**Work required**
Find and copy every line in the records that includes the string "other".

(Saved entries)
○ ○ ○ ○ ○
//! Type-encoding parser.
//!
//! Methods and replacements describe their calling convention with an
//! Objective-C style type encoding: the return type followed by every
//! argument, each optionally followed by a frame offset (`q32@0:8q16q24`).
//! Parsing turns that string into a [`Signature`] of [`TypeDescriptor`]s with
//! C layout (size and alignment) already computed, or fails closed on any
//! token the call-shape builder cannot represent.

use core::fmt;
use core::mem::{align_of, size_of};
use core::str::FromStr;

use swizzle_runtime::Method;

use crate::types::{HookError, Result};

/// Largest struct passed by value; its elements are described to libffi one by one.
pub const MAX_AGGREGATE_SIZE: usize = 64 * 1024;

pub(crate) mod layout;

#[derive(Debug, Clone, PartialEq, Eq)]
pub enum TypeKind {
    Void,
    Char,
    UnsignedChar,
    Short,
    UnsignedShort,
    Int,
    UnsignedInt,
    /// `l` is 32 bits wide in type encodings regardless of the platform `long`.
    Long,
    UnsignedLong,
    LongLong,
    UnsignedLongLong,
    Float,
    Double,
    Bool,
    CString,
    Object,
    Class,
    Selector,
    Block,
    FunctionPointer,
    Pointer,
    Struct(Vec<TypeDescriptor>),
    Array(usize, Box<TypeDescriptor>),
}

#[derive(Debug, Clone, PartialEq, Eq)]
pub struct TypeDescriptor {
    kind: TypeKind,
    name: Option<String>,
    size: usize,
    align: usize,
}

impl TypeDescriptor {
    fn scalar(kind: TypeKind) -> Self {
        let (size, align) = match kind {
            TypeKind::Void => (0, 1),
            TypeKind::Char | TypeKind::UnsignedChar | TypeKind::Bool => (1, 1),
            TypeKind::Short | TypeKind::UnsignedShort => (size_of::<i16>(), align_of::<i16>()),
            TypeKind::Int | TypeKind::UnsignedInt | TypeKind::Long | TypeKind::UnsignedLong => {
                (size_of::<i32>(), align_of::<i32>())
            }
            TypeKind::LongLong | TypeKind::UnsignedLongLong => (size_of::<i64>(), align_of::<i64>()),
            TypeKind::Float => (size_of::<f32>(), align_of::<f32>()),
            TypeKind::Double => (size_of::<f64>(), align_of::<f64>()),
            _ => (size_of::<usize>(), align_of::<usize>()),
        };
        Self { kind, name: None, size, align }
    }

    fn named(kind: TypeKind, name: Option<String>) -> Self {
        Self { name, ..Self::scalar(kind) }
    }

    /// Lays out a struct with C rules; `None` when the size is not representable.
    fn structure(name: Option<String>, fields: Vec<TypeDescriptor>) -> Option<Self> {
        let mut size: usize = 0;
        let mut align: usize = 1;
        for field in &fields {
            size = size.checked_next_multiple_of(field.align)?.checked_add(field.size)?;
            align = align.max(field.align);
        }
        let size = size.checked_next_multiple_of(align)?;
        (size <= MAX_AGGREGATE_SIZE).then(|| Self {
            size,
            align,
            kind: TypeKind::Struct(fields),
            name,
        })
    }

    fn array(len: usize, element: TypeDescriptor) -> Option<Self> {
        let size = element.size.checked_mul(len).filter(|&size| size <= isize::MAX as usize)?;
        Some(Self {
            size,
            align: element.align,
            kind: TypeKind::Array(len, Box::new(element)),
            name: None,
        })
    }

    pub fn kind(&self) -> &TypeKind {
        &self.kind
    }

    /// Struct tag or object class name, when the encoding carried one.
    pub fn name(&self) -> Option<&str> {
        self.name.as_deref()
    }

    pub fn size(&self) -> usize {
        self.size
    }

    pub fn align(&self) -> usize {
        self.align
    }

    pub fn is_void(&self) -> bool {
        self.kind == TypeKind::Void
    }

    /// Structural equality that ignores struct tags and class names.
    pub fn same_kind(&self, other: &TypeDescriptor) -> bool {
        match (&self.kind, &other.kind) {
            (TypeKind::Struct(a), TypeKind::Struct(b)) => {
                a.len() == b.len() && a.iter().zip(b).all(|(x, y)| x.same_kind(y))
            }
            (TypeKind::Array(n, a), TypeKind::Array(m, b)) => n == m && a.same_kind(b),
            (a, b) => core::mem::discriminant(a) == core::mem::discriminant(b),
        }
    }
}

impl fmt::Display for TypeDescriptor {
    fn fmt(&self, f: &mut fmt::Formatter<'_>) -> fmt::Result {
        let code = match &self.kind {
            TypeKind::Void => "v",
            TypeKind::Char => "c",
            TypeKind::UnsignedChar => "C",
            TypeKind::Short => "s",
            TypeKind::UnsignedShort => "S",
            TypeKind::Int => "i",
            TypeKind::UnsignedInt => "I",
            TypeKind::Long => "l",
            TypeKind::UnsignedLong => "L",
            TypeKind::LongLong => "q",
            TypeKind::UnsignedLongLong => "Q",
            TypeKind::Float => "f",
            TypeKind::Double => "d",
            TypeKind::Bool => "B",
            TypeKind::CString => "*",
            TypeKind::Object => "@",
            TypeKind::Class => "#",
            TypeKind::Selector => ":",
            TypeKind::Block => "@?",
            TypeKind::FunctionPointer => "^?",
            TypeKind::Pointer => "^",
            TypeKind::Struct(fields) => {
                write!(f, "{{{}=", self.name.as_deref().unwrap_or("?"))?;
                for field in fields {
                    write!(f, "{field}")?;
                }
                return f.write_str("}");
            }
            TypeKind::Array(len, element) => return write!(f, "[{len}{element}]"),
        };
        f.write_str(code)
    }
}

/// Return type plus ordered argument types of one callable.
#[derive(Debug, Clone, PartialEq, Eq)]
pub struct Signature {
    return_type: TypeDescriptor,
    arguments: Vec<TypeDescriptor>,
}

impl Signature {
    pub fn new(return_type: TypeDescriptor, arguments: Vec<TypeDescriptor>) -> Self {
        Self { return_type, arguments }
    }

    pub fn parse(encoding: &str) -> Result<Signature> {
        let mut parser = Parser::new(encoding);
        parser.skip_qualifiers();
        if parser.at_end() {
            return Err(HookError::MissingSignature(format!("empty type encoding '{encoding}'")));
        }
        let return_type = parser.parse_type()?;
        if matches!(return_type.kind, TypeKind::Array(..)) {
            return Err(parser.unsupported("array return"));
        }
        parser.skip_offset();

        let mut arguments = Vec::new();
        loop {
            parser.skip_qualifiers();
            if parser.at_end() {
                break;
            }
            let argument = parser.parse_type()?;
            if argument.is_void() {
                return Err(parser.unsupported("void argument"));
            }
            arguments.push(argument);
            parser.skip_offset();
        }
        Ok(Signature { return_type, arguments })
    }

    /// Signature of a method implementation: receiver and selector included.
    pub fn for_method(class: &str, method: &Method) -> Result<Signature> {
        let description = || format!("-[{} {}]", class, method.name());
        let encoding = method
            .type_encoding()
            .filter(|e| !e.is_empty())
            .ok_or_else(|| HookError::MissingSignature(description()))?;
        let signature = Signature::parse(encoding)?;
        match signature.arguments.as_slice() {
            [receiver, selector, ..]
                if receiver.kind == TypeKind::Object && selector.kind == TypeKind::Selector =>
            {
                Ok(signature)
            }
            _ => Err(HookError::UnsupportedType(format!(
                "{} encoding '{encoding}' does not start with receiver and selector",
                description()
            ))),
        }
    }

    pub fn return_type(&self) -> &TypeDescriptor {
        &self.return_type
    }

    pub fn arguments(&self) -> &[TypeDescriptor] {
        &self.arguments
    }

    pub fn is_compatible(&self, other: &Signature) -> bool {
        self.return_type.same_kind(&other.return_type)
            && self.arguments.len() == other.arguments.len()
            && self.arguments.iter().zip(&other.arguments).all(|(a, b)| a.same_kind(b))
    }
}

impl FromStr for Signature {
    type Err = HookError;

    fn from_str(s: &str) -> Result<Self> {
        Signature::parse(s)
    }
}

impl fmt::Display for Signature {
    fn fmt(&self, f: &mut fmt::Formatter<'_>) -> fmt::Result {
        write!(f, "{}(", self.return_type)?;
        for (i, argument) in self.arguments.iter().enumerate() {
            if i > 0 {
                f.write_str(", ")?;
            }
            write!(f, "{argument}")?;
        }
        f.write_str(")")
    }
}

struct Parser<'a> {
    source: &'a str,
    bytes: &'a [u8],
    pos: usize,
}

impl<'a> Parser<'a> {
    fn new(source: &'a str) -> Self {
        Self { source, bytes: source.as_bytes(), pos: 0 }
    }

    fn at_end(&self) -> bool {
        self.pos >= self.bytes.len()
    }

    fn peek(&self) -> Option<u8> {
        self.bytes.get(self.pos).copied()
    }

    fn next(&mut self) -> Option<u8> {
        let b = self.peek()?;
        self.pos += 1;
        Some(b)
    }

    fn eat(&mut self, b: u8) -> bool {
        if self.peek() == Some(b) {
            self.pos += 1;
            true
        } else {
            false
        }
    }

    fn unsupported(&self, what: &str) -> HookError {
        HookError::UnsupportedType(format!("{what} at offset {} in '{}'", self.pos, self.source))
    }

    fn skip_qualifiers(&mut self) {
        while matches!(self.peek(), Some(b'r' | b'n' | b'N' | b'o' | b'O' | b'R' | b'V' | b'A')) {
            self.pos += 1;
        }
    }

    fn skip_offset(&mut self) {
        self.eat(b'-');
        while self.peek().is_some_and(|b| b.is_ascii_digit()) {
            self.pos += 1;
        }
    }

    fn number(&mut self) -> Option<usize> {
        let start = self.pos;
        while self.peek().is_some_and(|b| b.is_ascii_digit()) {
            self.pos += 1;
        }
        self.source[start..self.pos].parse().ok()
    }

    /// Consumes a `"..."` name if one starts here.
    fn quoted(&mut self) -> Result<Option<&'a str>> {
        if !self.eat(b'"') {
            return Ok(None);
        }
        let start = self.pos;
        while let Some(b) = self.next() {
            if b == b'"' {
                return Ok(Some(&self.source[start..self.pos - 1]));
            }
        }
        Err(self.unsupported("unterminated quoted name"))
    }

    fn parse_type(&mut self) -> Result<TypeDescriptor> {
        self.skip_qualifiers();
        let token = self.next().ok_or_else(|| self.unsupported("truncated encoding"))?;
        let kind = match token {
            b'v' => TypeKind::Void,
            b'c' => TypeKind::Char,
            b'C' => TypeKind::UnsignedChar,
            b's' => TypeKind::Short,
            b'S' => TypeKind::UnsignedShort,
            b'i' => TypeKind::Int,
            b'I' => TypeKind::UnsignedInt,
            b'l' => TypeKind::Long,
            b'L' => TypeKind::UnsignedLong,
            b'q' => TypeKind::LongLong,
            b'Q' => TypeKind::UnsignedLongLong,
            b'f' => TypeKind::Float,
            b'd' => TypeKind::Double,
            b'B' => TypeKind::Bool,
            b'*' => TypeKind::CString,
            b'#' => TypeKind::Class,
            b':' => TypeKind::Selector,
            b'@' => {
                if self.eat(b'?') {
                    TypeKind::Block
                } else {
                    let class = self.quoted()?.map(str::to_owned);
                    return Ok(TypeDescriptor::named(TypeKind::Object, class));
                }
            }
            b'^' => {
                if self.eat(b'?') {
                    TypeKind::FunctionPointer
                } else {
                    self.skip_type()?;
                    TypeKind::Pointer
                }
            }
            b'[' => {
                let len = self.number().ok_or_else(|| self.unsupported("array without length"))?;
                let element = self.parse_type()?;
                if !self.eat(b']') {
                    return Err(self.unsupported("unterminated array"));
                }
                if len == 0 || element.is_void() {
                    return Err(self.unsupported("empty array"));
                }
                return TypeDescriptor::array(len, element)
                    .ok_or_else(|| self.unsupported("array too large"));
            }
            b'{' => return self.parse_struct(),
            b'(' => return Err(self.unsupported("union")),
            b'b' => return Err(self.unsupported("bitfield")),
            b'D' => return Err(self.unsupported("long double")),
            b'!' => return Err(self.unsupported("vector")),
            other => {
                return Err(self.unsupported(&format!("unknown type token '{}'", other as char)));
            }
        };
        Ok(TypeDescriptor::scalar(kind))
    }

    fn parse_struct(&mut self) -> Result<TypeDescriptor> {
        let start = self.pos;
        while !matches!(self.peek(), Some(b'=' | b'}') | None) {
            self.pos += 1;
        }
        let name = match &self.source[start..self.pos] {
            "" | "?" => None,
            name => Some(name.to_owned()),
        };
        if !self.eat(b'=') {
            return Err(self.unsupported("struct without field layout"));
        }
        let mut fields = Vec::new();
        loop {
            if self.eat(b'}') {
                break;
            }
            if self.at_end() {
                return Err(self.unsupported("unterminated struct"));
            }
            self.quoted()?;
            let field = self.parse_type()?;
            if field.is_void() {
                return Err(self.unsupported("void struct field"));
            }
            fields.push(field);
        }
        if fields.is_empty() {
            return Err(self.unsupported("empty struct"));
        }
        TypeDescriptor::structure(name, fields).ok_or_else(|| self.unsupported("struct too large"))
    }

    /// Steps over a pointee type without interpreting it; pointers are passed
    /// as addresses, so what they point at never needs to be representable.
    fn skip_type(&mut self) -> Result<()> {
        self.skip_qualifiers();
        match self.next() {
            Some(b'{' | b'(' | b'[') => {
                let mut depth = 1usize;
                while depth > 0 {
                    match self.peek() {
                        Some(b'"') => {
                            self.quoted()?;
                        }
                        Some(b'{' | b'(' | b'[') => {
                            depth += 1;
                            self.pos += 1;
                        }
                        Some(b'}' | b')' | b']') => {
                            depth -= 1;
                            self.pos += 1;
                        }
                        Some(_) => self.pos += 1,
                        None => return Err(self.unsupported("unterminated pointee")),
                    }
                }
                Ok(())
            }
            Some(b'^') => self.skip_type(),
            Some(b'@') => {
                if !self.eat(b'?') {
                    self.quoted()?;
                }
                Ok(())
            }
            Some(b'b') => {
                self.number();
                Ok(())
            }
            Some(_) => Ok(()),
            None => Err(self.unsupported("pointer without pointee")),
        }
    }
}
○ ○ ○ ○ ○
**Answer space**
    pub fn same_kind(&self, other: &TypeDescriptor) -> bool {
        match (&self.kind, &other.kind) {
    pub fn is_compatible(&self, other: &Signature) -> bool {
        self.return_type.same_kind(&other.return_type)
            && self.arguments.len() == other.arguments.len()
            && self.arguments.iter().zip(&other.arguments).all(|(a, b)| a.same_kind(b))
            other => {
                return Err(self.unsupported(&format!("unknown type token '{}'", other as char)));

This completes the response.